Kipaya büyük alışverişe gittim. Arabayı doldurdum. Kasaya yanaşcam. Bir bey benim arabamı çekiştirip bağrınıyor. Bende sıkı sıkı tutuyorum. Bir gürültüdür gidiyor. Oranın güvenliği geldi. Meğer ben adamcağızın arabasını almışım. Üstüne de kendi aldıklarımdan koymuşum. Adam dediysem yaşlı ve asabi. Belki de asker emeklisi. (bunu kafadan salladım) kasanın önünde ikimizin arabasındaki aldıklarımız birbirine karışmış. Bizi yan tarafa aldılar. Önce ayrışın sonra kasaya gelin sıra çok dediler. Adam kızar ben gülerim. O daha çok kızar. Ben daha çok gülerim. Aldıklarımız ayrıştırdık ama bende 1 sürü azar işittim. Bu GENÇ yaşımda bu dalgınlık olur muymuş? İşte adamcağıza şarlamamak için en güzel bahanem bu GENÇ lafıydı.

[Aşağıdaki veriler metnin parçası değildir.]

use std::collections::HashMap;
use std::fmt;
use std::sync::Arc;
use std::time::{SystemTime, UNIX_EPOCH};

use parking_lot::RwLock;
use serde::Serialize;
use tokio::sync::mpsc;
use tokio_util::sync::CancellationToken;
use uuid::Uuid;

use crate::protocol::ServerFrame;

/// Validate a session id taken from a connection handshake.
///
/// Ids must be 1-128 chars of ASCII alphanumerics or `-`, `_`, `.`, `:`.
pub fn validate_session_id(id: &str) -> Result<(), String> {
    if id.is_empty() {
        return Err("session id must not be empty".into());
    }
    if id.len() > 128 {
        return Err(format!("session id too long ({} chars, max 128)", id.len()));
    }
    if !id
        .chars()
        .all(|c| c.is_ascii_alphanumeric() || matches!(c, '-' | '_' | '.' | ':'))
    {
        return Err(format!(
            "session id contains invalid characters: {}",
            id.chars().take(64).collect::<String>()
        ));
    }
    Ok(())
}

/// Identity of one transport connection.
#[derive(Debug, Clone, Copy, PartialEq, Eq, Hash, Serialize)]
#[serde(transparent)]
pub struct ConnectionId(Uuid);

impl ConnectionId {
    pub fn new() -> Self {
        Self(Uuid::new_v4())
    }
}

impl Default for ConnectionId {
    fn default() -> Self {
        Self::new()
    }
}

impl fmt::Display for ConnectionId {
    fn fmt(&self, f: &mut fmt::Formatter<'_>) -> fmt::Result {
        fmt::Display::fmt(&self.0, f)
    }
}

/// Returned when a frame can no longer be delivered to a connection.
#[derive(Debug, thiserror::Error)]
#[error("connection {0} is closed")]
pub struct ConnectionClosed(pub ConnectionId);

/// Non-owning handle to a live transport endpoint.
///
/// The transport task owns the socket; this handle only carries the outbound
/// frame queue and a token that fires when the transport goes away. Clones
/// are cheap and share both.
#[derive(Clone)]
pub struct Connection {
    id: ConnectionId,
    outbound: mpsc::Sender<ServerFrame>,
    closed: CancellationToken,
}

impl fmt::Debug for Connection {
    fn fmt(&self, f: &mut fmt::Formatter<'_>) -> fmt::Result {
        f.debug_struct("Connection")
            .field("id", &self.id)
            .field("closed", &self.closed.is_cancelled())
            .finish_non_exhaustive()
    }
}

impl Connection {
    pub fn new(outbound: mpsc::Sender<ServerFrame>) -> Self {
        Self {
            id: ConnectionId::new(),
            outbound,
            closed: CancellationToken::new(),
        }
    }

    pub fn id(&self) -> ConnectionId {
        self.id
    }

    /// Queue a frame for the transport writer.
    pub async fn send(&self, frame: ServerFrame) -> Result<(), ConnectionClosed> {
        if self.closed.is_cancelled() {
            return Err(ConnectionClosed(self.id));
        }
        self.outbound
            .send(frame)
            .await
            .map_err(|_| ConnectionClosed(self.id))
    }

    /// Mark the transport as gone. Idempotent.
    pub fn close(&self) {
        self.closed.cancel();
    }

    /// Resolves once [`Connection::close`] has been called on any clone.
    pub async fn closed(&self) {
        self.closed.cancelled().await
    }
}

/// Snapshot of one live session, as reported by `GET /sessions`.
#[derive(Debug, Clone, Serialize)]
pub struct SessionInfo {
    pub session: String,
    pub connection: ConnectionId,
    /// Unix epoch milliseconds.
    pub connected_at: u64,
}

struct SessionEntry {
    connection: Connection,
    connected_at: u64,
}

struct RegistryInner {
    sessions: HashMap<String, SessionEntry>,
    by_connection: HashMap<ConnectionId, String>,
}

/// Maps session ids to the one live connection currently serving them.
///
/// All mutations happen under a single write lock, so connect, disconnect,
/// and dispatch lookups from many concurrent sessions observe a consistent
/// table.
#[derive(Clone)]
pub struct SessionRegistry {
    inner: Arc<RwLock<RegistryInner>>,
}

impl Default for SessionRegistry {
    fn default() -> Self {
        Self::new()
    }
}

impl SessionRegistry {
    pub fn new() -> Self {
        Self {
            inner: Arc::new(RwLock::new(RegistryInner {
                sessions: HashMap::new(),
                by_connection: HashMap::new(),
            })),
        }
    }

    /// Route `session_id` to `connection`, replacing any previous mapping.
    ///
    /// Returns the id of the connection that was displaced, if any. The
    /// displaced connection is left open; it simply stops being routable.
    pub fn register(&self, session_id: &str, connection: Connection) -> Option<ConnectionId> {
        let connection_id = connection.id();
        let mut inner = self.inner.write();

        // A connection serves at most one session.
        if let Some(old_session) = inner.by_connection.remove(&connection_id) {
            if old_session != session_id
                && inner
                    .sessions
                    .get(&old_session)
                    .is_some_and(|entry| entry.connection.id() == connection_id)
            {
                inner.sessions.remove(&old_session);
            }
        }

        let previous = inner.sessions.insert(
            session_id.to_string(),
            SessionEntry {
                connection,
                connected_at: now_millis(),
            },
        );
        let previous_id = previous.map(|entry| entry.connection.id());
        if let Some(prev) = previous_id {
            inner.by_connection.remove(&prev);
        }
        inner
            .by_connection
            .insert(connection_id, session_id.to_string());
        drop(inner);

        match previous_id {
            Some(previous) if previous != connection_id => {
                tracing::info!(
                    session = %session_id,
                    %previous,
                    connection = %connection_id,
                    "session re-registered, previous connection no longer routable"
                );
            }
            _ => {
                tracing::info!(session = %session_id, connection = %connection_id, "session registered");
            }
        }

        previous_id.filter(|prev| *prev != connection_id)
    }

    /// Look up the connection serving `session_id`.
    ///
    /// `None` means the client is not connected; it is not a fault.
    pub fn lookup(&self, session_id: &str) -> Option<Connection> {
        let inner = self.inner.read();
        inner
            .sessions
            .get(session_id)
            .map(|entry| entry.connection.clone())
    }

    /// Remove the mapping whose value is `connection_id`, if any.
    ///
    /// Returns the session id that was unmapped. Unknown or already-replaced
    /// connections are a no-op.
    pub fn unregister(&self, connection_id: ConnectionId) -> Option<String> {
        let mut inner = self.inner.write();
        let session_id = inner.by_connection.remove(&connection_id)?;
        let owned = inner
            .sessions
            .get(&session_id)
            .is_some_and(|entry| entry.connection.id() == connection_id);
        if owned {
            inner.sessions.remove(&session_id);
        }
        drop(inner);

        if owned {
            tracing::info!(session = %session_id, connection = %connection_id, "session unregistered");
            Some(session_id)
        } else {
            None
        }
    }

    /// Snapshot of every live session, ordered by session id.
    pub fn list(&self) -> Vec<SessionInfo> {
        let inner = self.inner.read();
        let mut sessions: Vec<SessionInfo> = inner
            .sessions
            .iter()
            .map(|(session, entry)| SessionInfo {
                session: session.clone(),
                connection: entry.connection.id(),
                connected_at: entry.connected_at,
            })
            .collect();
        sessions.sort_by(|a, b| a.session.cmp(&b.session));
        sessions
    }

    pub fn len(&self) -> usize {
        self.inner.read().sessions.len()
    }

    pub fn is_empty(&self) -> bool {
        self.len() == 0
    }
}

fn now_millis() -> u64 {
    SystemTime::now()
        .duration_since(UNIX_EPOCH)
        .map(|d| d.as_millis() as u64)
        .unwrap_or(0)
}

#[cfg(test)]
mod tests {
    use super::*;

    fn connection() -> (Connection, mpsc::Receiver<ServerFrame>) {
        let (tx, rx) = mpsc::channel(8);
        (Connection::new(tx), rx)
    }

    #[test]
    fn lookup_returns_registered_connection() {
        let registry = SessionRegistry::new();
        let (c1, _rx) = connection();
        registry.register("s1", c1.clone());

        let found = registry.lookup("s1").expect("session should be registered");
        assert_eq!(found.id(), c1.id());
    }

    #[test]
    fn lookup_unknown_session_is_none() {
        let registry = SessionRegistry::new();
        assert!(registry.lookup("missing").is_none());
    }

    #[test]
    fn re_register_overwrites_mapping() {
        let registry = SessionRegistry::new();
        let (c1, _rx1) = connection();
        let (c2, _rx2) = connection();

        assert_eq!(registry.register("s1", c1.clone()), None);
        assert_eq!(registry.register("s1", c2.clone()), Some(c1.id()));

        assert_eq!(registry.lookup("s1").unwrap().id(), c2.id());
        assert_eq!(registry.len(), 1);
    }

    #[test]
    fn unregister_stale_connection_keeps_new_mapping() {
        let registry = SessionRegistry::new();
        let (c1, _rx1) = connection();
        let (c2, _rx2) = connection();
        registry.register("s1", c1.clone());
        registry.register("s1", c2.clone());

        assert_eq!(registry.unregister(c1.id()), None);
        assert_eq!(registry.lookup("s1").unwrap().id(), c2.id());
    }

    #[test]
    fn unregister_removes_owned_mapping() {
        let registry = SessionRegistry::new();
        let (c1, _rx) = connection();
        registry.register("s1", c1.clone());

        assert_eq!(registry.unregister(c1.id()), Some("s1".to_string()));
        assert!(registry.lookup("s1").is_none());
        assert!(registry.is_empty());
    }

    #[test]
    fn unregister_is_idempotent() {
        let registry = SessionRegistry::new();
        let (c1, _rx) = connection();
        registry.register("s1", c1.clone());

        assert!(registry.unregister(c1.id()).is_some());
        assert!(registry.unregister(c1.id()).is_none());
        assert!(registry.unregister(ConnectionId::new()).is_none());
    }

    #[test]
    fn one_connection_can_move_between_sessions() {
        let registry = SessionRegistry::new();
        let (c1, _rx) = connection();
        registry.register("s1", c1.clone());
        registry.register("s2", c1.clone());

        assert!(registry.lookup("s1").is_none());
        assert_eq!(registry.lookup("s2").unwrap().id(), c1.id());
        assert_eq!(registry.unregister(c1.id()), Some("s2".to_string()));
        assert!(registry.is_empty());
    }

    #[test]
    fn list_is_sorted_by_session() {
        let registry = SessionRegistry::new();
        let (a, _ra) = connection();
        let (b, _rb) = connection();
        registry.register("zeta", a);
        registry.register("alpha", b);

        let names: Vec<_> = registry.list().into_iter().map(|s| s.session).collect();
        assert_eq!(names, vec!["alpha", "zeta"]);
    }

    #[tokio::test]
    async fn send_fails_after_close() {
        let (c1, mut rx) = connection();
        c1.send(ServerFrame::Hello {
            session: None,
            connection: c1.id().to_string(),
        })
        .await
        .unwrap();
        assert!(rx.recv().await.is_some());

        c1.close();
        assert!(c1
            .send(ServerFrame::Hello {
                session: None,
                connection: String::new(),
            })
            .await
            .is_err());
    }

    #[test]
    fn validate_session_id_rules() {
        assert!(validate_session_id("tab-1").is_ok());
        assert!(validate_session_id("a.b_c:d").is_ok());
        assert!(validate_session_id("").is_err());
        assert!(validate_session_id(&"x".repeat(129)).is_err());
        assert!(validate_session_id("has space").is_err());
        assert!(validate_session_id("slash/id").is_err());
    }

    #[test]
    fn session_info_serializes_connection_as_uuid_string() {
        let registry = SessionRegistry::new();
        let (c1, _rx) = connection();
        registry.register("s1", c1.clone());

        let json = serde_json::to_value(registry.list()).unwrap();
        assert_eq!(json[0]["session"], "s1");
        assert_eq!(json[0]["connection"], c1.id().to_string());
    }

    #[test]
    fn invalid_multibyte_session_id_is_rejected_without_panic() {
        // The 64-char excerpt in the message ends inside the two-byte 'é'.
        let id = format!("{}é{}", "a".repeat(63), "b".repeat(10));
        let err = validate_session_id(&id).unwrap_err();
        assert!(err.contains("invalid characters"), "{err}");
        assert!(err.ends_with(&format!("{}é", "a".repeat(63))), "{err}");
    }
}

Buzdolabım bozuldu diye taktım. Gece bakıyorum tık yok. Gündüz bakıyorum saat gibi çalışıyor. Yav bu dolap geceyle gündüzü nasıl biliyor? Neyse servisini çağırdım. Yalnız servis ve orda çalışanlar artık beni çok iyi tanıdıkları için. Hoş görüyorlar. Çocuklar geldi. Dolabın her şeyine baktılar. Meğer hava serinleyince kendisi otomatik olarak termostatını ayarlarmış. “şimdi 25 lira servis alalım mı? Aklın başına gelsin” dediler. Ağlanmaya başladım. En acınaklı yüz ifademle. Para verecek yerlerim ağğğğrıyoor, bağğğırıııyoor, dedim. De almadılar.

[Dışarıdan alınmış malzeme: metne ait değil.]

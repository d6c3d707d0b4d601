//! Tool Invocation Dispatcher.
//!
//! Turns a `(session, action, payload)` triple into a blocking remote call
//! against whichever browser connection currently serves the session. Each
//! call is tracked in a correlation-id keyed table of pending completions
//! that is populated *before* the frame is sent, so a fast reply can never
//! race ahead of its registration.

use std::collections::HashMap;
use std::sync::Arc;
use std::time::Duration;

use parking_lot::Mutex;
use serde::Serialize;
use serde_json::Value;
use tokio::sync::{oneshot, Mutex as AsyncMutex, OwnedMutexGuard};
use tokio::time::Instant;

use crate::protocol::{
    CorrelationId, ServerFrame, ToolAction, ToolCallResult, NOT_CONNECTED_ERROR,
};
use crate::session::{ConnectionId, SessionRegistry};

/// Deadline applied when the caller does not supply one.
pub const DEFAULT_TIMEOUT: Duration = Duration::from_secs(30);

#[derive(Debug, Clone, PartialEq, Eq, thiserror::Error)]
pub enum DispatchError {
    #[error("{}", NOT_CONNECTED_ERROR)]
    NotConnected,
    #[error("tool call timed out after {}", format_duration(*.0))]
    Timeout(Duration),
    #[error("client disconnected")]
    Disconnected,
    #[error("failed to send tool call to client")]
    SendFailed,
    #[error("invalid session id: {0}")]
    InvalidSession(String),
    #[error("timeout must be greater than zero")]
    InvalidTimeout,
}

impl DispatchError {
    /// Render the error as the failure result handed back to tool callers.
    pub fn into_result(self) -> ToolCallResult {
        ToolCallResult::failure(self.to_string())
    }
}

fn format_duration(d: Duration) -> String {
    if d.subsec_millis() == 0 {
        format!("{}s", d.as_secs())
    } else {
        format!("{}ms", d.as_millis())
    }
}

/// One in-flight invocation awaiting its `tool_result`.
struct PendingCall {
    action: ToolAction,
    payload: Value,
    created_at: Instant,
    connection: ConnectionId,
    slot: oneshot::Sender<ToolCallResult>,
}

/// Read-only view of a pending call, for diagnostics.
#[derive(Debug, Clone, Serialize)]
pub struct PendingSummary {
    pub correlation: CorrelationId,
    pub action: ToolAction,
    pub connection: ConnectionId,
    pub payload: Value,
    pub age_ms: u64,
}

struct DispatcherInner {
    registry: SessionRegistry,
    pending: Mutex<HashMap<CorrelationId, PendingCall>>,
    gates: Mutex<HashMap<String, Arc<AsyncMutex<()>>>>,
    default_timeout: Duration,
}

/// Routes tool calls to browser connections and awaits their replies.
///
/// Cheap to clone; all clones share one pending table.
#[derive(Clone)]
pub struct Dispatcher {
    inner: Arc<DispatcherInner>,
}

impl Dispatcher {
    pub fn new(registry: SessionRegistry) -> Self {
        Self::with_timeout(registry, DEFAULT_TIMEOUT)
    }

    pub fn with_timeout(registry: SessionRegistry, default_timeout: Duration) -> Self {
        Self {
            inner: Arc::new(DispatcherInner {
                registry,
                pending: Mutex::new(HashMap::new()),
                gates: Mutex::new(HashMap::new()),
                default_timeout,
            }),
        }
    }

    pub fn registry(&self) -> &SessionRegistry {
        &self.inner.registry
    }

    pub fn default_timeout(&self) -> Duration {
        self.inner.default_timeout
    }

    /// Invoke `action` on the browser serving `session_id`.
    ///
    /// Never fails: every error is folded into a failure [`ToolCallResult`].
    pub async fn invoke(
        &self,
        session_id: &str,
        action: ToolAction,
        payload: Value,
        timeout: Option<Duration>,
    ) -> ToolCallResult {
        match self.try_invoke(session_id, action, payload, timeout).await {
            Ok(result) => result,
            Err(err) => err.into_result(),
        }
    }

    /// Invoke `action` on the browser serving `session_id`, keeping the
    /// failure kind distinguishable.
    ///
    /// Calls for the same session are serialized: a second call waits for
    /// the first to resolve, and that wait counts against its own deadline.
    pub async fn try_invoke(
        &self,
        session_id: &str,
        action: ToolAction,
        payload: Value,
        timeout: Option<Duration>,
    ) -> Result<ToolCallResult, DispatchError> {
        if session_id.is_empty() {
            return Err(DispatchError::InvalidSession("session id is empty".into()));
        }
        let timeout = timeout.unwrap_or(self.inner.default_timeout);
        if timeout.is_zero() {
            return Err(DispatchError::InvalidTimeout);
        }

        // Fast path: an unknown session never waits on the gate.
        if self.inner.registry.lookup(session_id).is_none() {
            tracing::debug!(session = %session_id, %action, "tool call for unconnected session");
            return Err(DispatchError::NotConnected);
        }

        let deadline = Instant::now() + timeout;
        let mut gate = SessionGate::new(&self.inner, session_id);
        if tokio::time::timeout_at(deadline, gate.acquire()).await.is_err() {
            tracing::warn!(session = %session_id, %action, "timed out waiting for previous tool call");
            return Err(DispatchError::Timeout(timeout));
        }

        // The mapping may have moved while we waited.
        let connection = self
            .inner
            .registry
            .lookup(session_id)
            .ok_or(DispatchError::NotConnected)?;

        let correlation = CorrelationId::generate();
        let (tx, rx) = oneshot::channel();
        self.inner.pending.lock().insert(
            correlation.clone(),
            PendingCall {
                action,
                payload: payload.clone(),
                created_at: Instant::now(),
                connection: connection.id(),
                slot: tx,
            },
        );
        let _pending = PendingGuard {
            inner: &self.inner,
            correlation: correlation.clone(),
        };

        tracing::debug!(
            session = %session_id,
            connection = %connection.id(),
            correlation = %correlation,
            %action,
            "sending tool call"
        );

        let frame = ServerFrame::Invoke {
            id: correlation.clone(),
            action,
            payload,
        };
        match tokio::time::timeout_at(deadline, connection.send(frame)).await {
            Ok(Ok(())) => {}
            Ok(Err(err)) => {
                tracing::warn!(session = %session_id, correlation = %correlation, error = %err, "tool call send failed");
                return Err(DispatchError::SendFailed);
            }
            Err(_) => {
                tracing::warn!(session = %session_id, correlation = %correlation, "outbound queue full until deadline");
                return Err(DispatchError::Timeout(timeout));
            }
        }

        let started = Instant::now();
        let outcome = tokio::select! {
            biased;
            reply = rx => reply.map_err(|_| DispatchError::Disconnected),
            _ = connection.closed() => Err(DispatchError::Disconnected),
            _ = tokio::time::sleep_until(deadline) => Err(DispatchError::Timeout(timeout)),
        };

        let elapsed_ms = started.elapsed().as_millis() as u64;
        match &outcome {
            Ok(result) => tracing::debug!(
                session = %session_id,
                correlation = %correlation,
                success = result.success,
                elapsed_ms,
                "tool call resolved"
            ),
            Err(DispatchError::Timeout(_)) => tracing::warn!(
                session = %session_id,
                correlation = %correlation,
                %action,
                elapsed_ms,
                "tool call timed out"
            ),
            Err(err) => tracing::info!(
                session = %session_id,
                correlation = %correlation,
                error = %err,
                elapsed_ms,
                "tool call failed"
            ),
        }
        outcome
    }

    /// Deliver a `tool_result` received on connection `from`.
    ///
    /// Returns `false` when the reply was discarded: unknown correlation id
    /// (late, duplicate, or never issued), a reply from a connection other
    /// than the one the call was sent to, or a caller that already gave up.
    pub fn resolve(
        &self,
        from: ConnectionId,
        correlation: &CorrelationId,
        result: ToolCallResult,
    ) -> bool {
        let mut pending = self.inner.pending.lock();
        let Some(owner) = pending.get(correlation).map(|call| call.connection) else {
            tracing::debug!(%correlation, connection = %from, "discarding tool result with no pending call");
            return false;
        };
        if owner != from {
            tracing::warn!(
                %correlation,
                connection = %from,
                expected = %owner,
                "discarding tool result from foreign connection"
            );
            return false;
        }
        let Some(call) = pending.remove(correlation) else {
            return false;
        };
        drop(pending);

        tracing::debug!(
            %correlation,
            action = %call.action,
            elapsed_ms = call.created_at.elapsed().as_millis() as u64,
            "tool result received"
        );
        call.slot.send(result).is_ok()
    }

    /// Fail every call pending on `connection` as disconnected.
    ///
    /// Returns the number of calls that were abandoned.
    pub fn abandon_connection(&self, connection: ConnectionId) -> usize {
        let mut abandoned = Vec::new();
        self.inner.pending.lock().retain(|correlation, call| {
            if call.connection == connection {
                abandoned.push((correlation.clone(), call.action));
                false
            } else {
                true
            }
        });
        for (correlation, action) in &abandoned {
            tracing::info!(%connection, %correlation, %action, "abandoning pending tool call");
        }
        abandoned.len()
    }

    pub fn pending_count(&self) -> usize {
        self.inner.pending.lock().len()
    }

    pub fn pending_snapshot(&self) -> Vec<PendingSummary> {
        let pending = self.inner.pending.lock();
        pending
            .iter()
            .map(|(correlation, call)| PendingSummary {
                correlation: correlation.clone(),
                action: call.action,
                connection: call.connection,
                payload: call.payload.clone(),
                age_ms: call.created_at.elapsed().as_millis() as u64,
            })
            .collect()
    }
}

Çok sevdiğim arkadaşım kalp krizi geçirmişti. Üzüntülü günler geçirdik. Allahtan iyileşti. Umarım uzun yıllar sağlıkla yaşar. Ortak arkadaşımızı yolda gördüm. Ona hastalığından bahsettim. O da üzüldü. Aman telefon edelim de bende geçmiş olsun diyeyim dedi. Hemen sokakta BEN aradım. Ön görüşmede dediklerime bakın. “canııııım! Yanımda X bey var. Senin hastalığından bahsettim. O kadar (aklımdakiyle ağzımdaki tezata dikkaaat!) sevindi ki, oh oh dedi. Zavallı arkadaş da “Aaaaa! Sevinilir mi ayol yazıklar olsun!” yanımdaki arkadaş telaşla elimden telefonu aldı. Kırk yeminlerle öyle olmadığını, üstelik krizi kendi de geçirdiği için daha çok üzüldüğünü. Benim ne kadar abuk olduğumu bildiklerini falan söyledi. Bir zaman benle konuşmadılar ama eski dost olduğumuz için sonradan güldük.

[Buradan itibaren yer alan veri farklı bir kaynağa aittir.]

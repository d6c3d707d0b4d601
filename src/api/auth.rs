use axum::{extract::Request, middleware::Next, response::Response};
use subtle::ConstantTimeEq;

use super::error::ApiError;

/// Extract a Bearer token from the Authorization header.
fn extract_bearer(req: &Request) -> Option<String> {
    if let Some(auth_header) = req.headers().get("authorization") {
        if let Ok(auth_str) = auth_header.to_str() {
            if let Some(token) = auth_str.strip_prefix("Bearer ") {
                return Some(token.to_string());
            }
        }
    }
    None
}

/// Extract a `?token=` value from the query string.
fn extract_query_token(req: &Request) -> Option<String> {
    req.uri().query().and_then(|query| {
        query
            .split('&')
            .find_map(|pair| pair.strip_prefix("token=").map(|v| v.to_string()))
    })
}

/// Check if this request is a WebSocket upgrade.
fn is_ws_upgrade(req: &Request) -> bool {
    req.headers()
        .get("upgrade")
        .and_then(|v| v.to_str().ok())
        .map(|v| v.eq_ignore_ascii_case("websocket"))
        .unwrap_or(false)
}

fn token_matches(candidate: &str, expected: &str) -> bool {
    candidate.as_bytes().ct_eq(expected.as_bytes()).into()
}

/// Auth middleware function.
///
/// Authentication flow:
/// 1. Try Bearer token from Authorization header
/// 2. If absent AND the request is a WebSocket upgrade, try the `?token=`
///    query parameter (browsers cannot set headers on a WebSocket handshake)
/// 3. Otherwise reject
pub async fn require_auth(
    expected_token: String,
    req: Request,
    next: Next,
) -> Result<Response, ApiError> {
    if let Some(ref token) = extract_bearer(&req) {
        if token_matches(token, &expected_token) {
            return Ok(next.run(req).await);
        }
        return Err(ApiError::AuthInvalid);
    }

    if is_ws_upgrade(&req) {
        if let Some(ref token) = extract_query_token(&req) {
            if token_matches(token, &expected_token) {
                return Ok(next.run(req).await);
            }
            return Err(ApiError::AuthInvalid);
        }
    }

    Err(ApiError::AuthRequired)
}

Torunumla kızım daha bendeydi. Öğleden sonra kızım kendi odasında uyuyordu. Ben de eceyi salonda arabasında uyuttum. Ve uyanmasın diye yatağına yatırmadım. Bende salonda uyumuşum. Kulağıma çocuk ağlaması geldi. Uyandım. Yatak odasına gittim. Ecenin yatağına baktım çocuk yok. Büyük panikle uyuyan kızıma çığlıklandım. Ece yatağında yok nerde acaba ? kızım uyku sersemi öyle fırladı ki” ne yaptın çocuğuma? Biz deli gibi salona geldik ki! Kız arabasında mışıl mışıl uyuyor. Ben kızı arabada uyuttuğumu unut. Anasının aklını tepelere sıçrat. Kızım “eh aneeee! Olur da bu kadarı olmaz” dedi. Hiç yoktan elimiz ayağımız titredi. Panik olduk. Bir yerde iyi oldu. Zırp diye uyandık.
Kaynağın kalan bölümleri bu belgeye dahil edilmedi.